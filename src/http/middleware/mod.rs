//! Request middleware.

pub mod session;

pub use session::{session_from_headers, session_middleware, X_SESSION_ROLES, X_SESSION_USER};
//! HTTP protocol handling subsystem.
//!
//! # Data Flow
//! ```text
//! TCP connection
//!     → server.rs (Axum setup, trace + session layers)
//!     → request.rs (HttpRequest: method, path info, host, scheme)
//!     → routing::Router (match + authenticate)
//!     → response.rs (redirect, or error status)
//!     → dispatch.rs (controller bound to the approved route)
//!     → Send to client
//! ```

pub mod dispatch;
pub mod middleware;
pub mod request;
pub mod response;
pub mod server;

pub use dispatch::{echo, Controller, DispatchError, DispatchTable, HandlerRegistry};
pub use request::{HttpRequest, RequestError};
pub use server::{AppState, HttpServer};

- Exercise directions -
Every line of the records above where the string "server" is found should be copied.

- Result -
//!     → server.rs (Axum setup, trace + session layers)
pub mod server;
pub use server::{AppState, HttpServer};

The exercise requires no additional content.